■ **Problem requirements**: From the listing below, extract each line containing the string "GenerateInput".

*** Data section ***

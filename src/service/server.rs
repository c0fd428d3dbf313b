use std::time::Duration;

use actix_web::{
	cookie::{Cookie, SameSite},
	error::InternalError,
	http::header::ContentType,
	web, App, HttpRequest, HttpResponse, HttpServer,
};
use serde::Serialize;
use tracing::{info, instrument, warn};
use tracing_actix_web::TracingLogger;

use crate::{
	config::Settings,
	controller::{Controller, GenerateInput, GenerateOutcome, PipelineState},
	generator::{DiagramKind, DiagramSyntax},
	render::RenderedDiagram,
	session::SessionStore,
	types::Notification,
	Llm,
};

/// Cookie holding the session id.
pub const SESSION_COOKIE: &str = "repo_diagram_session";

const INDEX_HTML: &str = include_str!("../../assets/index.html");

/// Shared state of the HTTP workers.
#[derive(Debug)]
pub struct AppState<L: Llm> {
	controller: Controller<L>,
	sessions: SessionStore,
	defaults: Defaults,
	max_payload_bytes: usize,
}

impl<L: Llm> AppState<L> {
	pub fn new(settings: &Settings, controller: Controller<L>) -> Self {
		Self {
			controller,
			sessions: SessionStore::new(Duration::from_secs(settings.server.session_ttl_secs)),
			defaults: Defaults::new(settings),
			max_payload_bytes: settings.server.max_payload_bytes,
		}
	}
}

#[derive(Debug, Clone, Serialize)]
struct Choice {
	value: &'static str,
	label: &'static str,
}

/// Values pre-filled in the form.
#[derive(Debug, Clone, Serialize)]
struct Defaults {
	repo_url: String,
	api_key: String,
	kinds: Vec<Choice>,
	syntaxes: Vec<Choice>,
}

impl Defaults {
	fn new(settings: &Settings) -> Self {
		Self {
			repo_url: settings.pipeline.example_repo_url.clone(),
			api_key: settings.default_api_key(),
			kinds: DiagramKind::ALL
				.iter()
				.map(|kind| Choice { value: kind.value(), label: kind.to_pretty() })
				.collect(),
			syntaxes: DiagramSyntax::ALL
				.iter()
				.map(|syntax| Choice { value: syntax.value(), label: syntax.name() })
				.collect(),
		}
	}
}

#[derive(Debug, Serialize)]
struct DiagramResponse {
	state: PipelineState,
	html: String,
	text: String,
	render_error: Option<String>,
	notifications: Vec<Notification>,
}

impl DiagramResponse {
	fn new(state: PipelineState, view: RenderedDiagram, notifications: Vec<Notification>) -> Self {
		Self { state, html: view.html, text: view.text, render_error: view.error, notifications }
	}
}

impl From<GenerateOutcome> for DiagramResponse {
	fn from(outcome: GenerateOutcome) -> Self {
		Self::new(outcome.state, outcome.view, outcome.notifications)
	}
}

async fn index() -> HttpResponse {
	HttpResponse::Ok().content_type(ContentType::html()).body(INDEX_HTML)
}

async fn health() -> HttpResponse {
	HttpResponse::Ok().json(serde_json::json!({ "status": "ok" }))
}

async fn defaults<L: Llm>(state: web::Data<AppState<L>>) -> HttpResponse {
	HttpResponse::Ok().json(&state.defaults)
}

#[instrument(skip_all)]
async fn generate<L: Llm>(
	req: HttpRequest,
	state: web::Data<AppState<L>>,
	input: web::Json<GenerateInput>,
) -> HttpResponse {
	let cookie = req.cookie(SESSION_COOKIE);
	let (id, session) = state.sessions.get_or_create(cookie.as_ref().map(|c| c.value()));

	let mut session = match session.try_lock() {
		Ok(session) => session,
		Err(_) => {
			warn!("Session {} is already generating a diagram", id);
			// No view, the page keeps the diagram it shows.
			return HttpResponse::Conflict().cookie(session_cookie(id)).json(serde_json::json!({
				"state": PipelineState::Generating,
				"notifications": [Notification::warning("A diagram generation is already running.")],
			}))
		},
	};

	let outcome = state.controller.generate(&mut session, input.into_inner()).await;

	HttpResponse::Ok().cookie(session_cookie(id)).json(DiagramResponse::from(outcome))
}

/// Render the diagram stored in the caller's session again.
async fn diagram<L: Llm>(req: HttpRequest, state: web::Data<AppState<L>>) -> HttpResponse {
	let session = req.cookie(SESSION_COOKIE).and_then(|cookie| state.sessions.get(cookie.value()));

	let body = match session {
		Some(session) => {
			let session = session.lock().await;
			DiagramResponse::new(session.state, state.controller.view(&session).await, Vec::new())
		},
		None => DiagramResponse::new(PipelineState::Idle, RenderedDiagram::empty(), Vec::new()),
	};

	HttpResponse::Ok().json(body)
}

fn session_cookie(id: String) -> Cookie<'static> {
	Cookie::build(SESSION_COOKIE, id).path("/").http_only(true).same_site(SameSite::Lax).finish()
}

/// Register the routes of the UI and the JSON API.
pub fn configure<L: Llm>(cfg: &mut web::ServiceConfig, state: web::Data<AppState<L>>) {
	let json = web::JsonConfig::default().limit(state.max_payload_bytes).error_handler(|err, _| {
		let body = serde_json::json!({ "notifications": [Notification::error(err.to_string())] });
		InternalError::from_response(err, HttpResponse::BadRequest().json(body)).into()
	});

	cfg.app_data(state)
		.app_data(json)
		.route("/", web::get().to(index))
		.route("/health", web::get().to(health))
		.service(
			web::scope("/api")
				.route("/defaults", web::get().to(defaults::<L>))
				.route("/generate", web::post().to(generate::<L>))
				.route("/diagram", web::get().to(diagram::<L>)),
		);
}

/// Serve the UI until the process is stopped.
pub async fn run<L: Llm>(settings: &Settings, controller: Controller<L>) -> std::io::Result<()> {
	let addr = settings.server.addr;
	let state = web::Data::new(AppState::new(settings, controller));

	info!(task = "http_server", addr = %addr, "serving on http://{}", addr);

	HttpServer::new(move || {
		App::new().wrap(TracingLogger::default()).configure(|cfg| configure(cfg, state.clone()))
	})
	.bind(addr)?
	.run()
	.await
}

*** End of Data section ***

■ **Solution for this task**:
	controller::{Controller, GenerateInput, GenerateOutcome, PipelineState},
	input: web::Json<GenerateInput>,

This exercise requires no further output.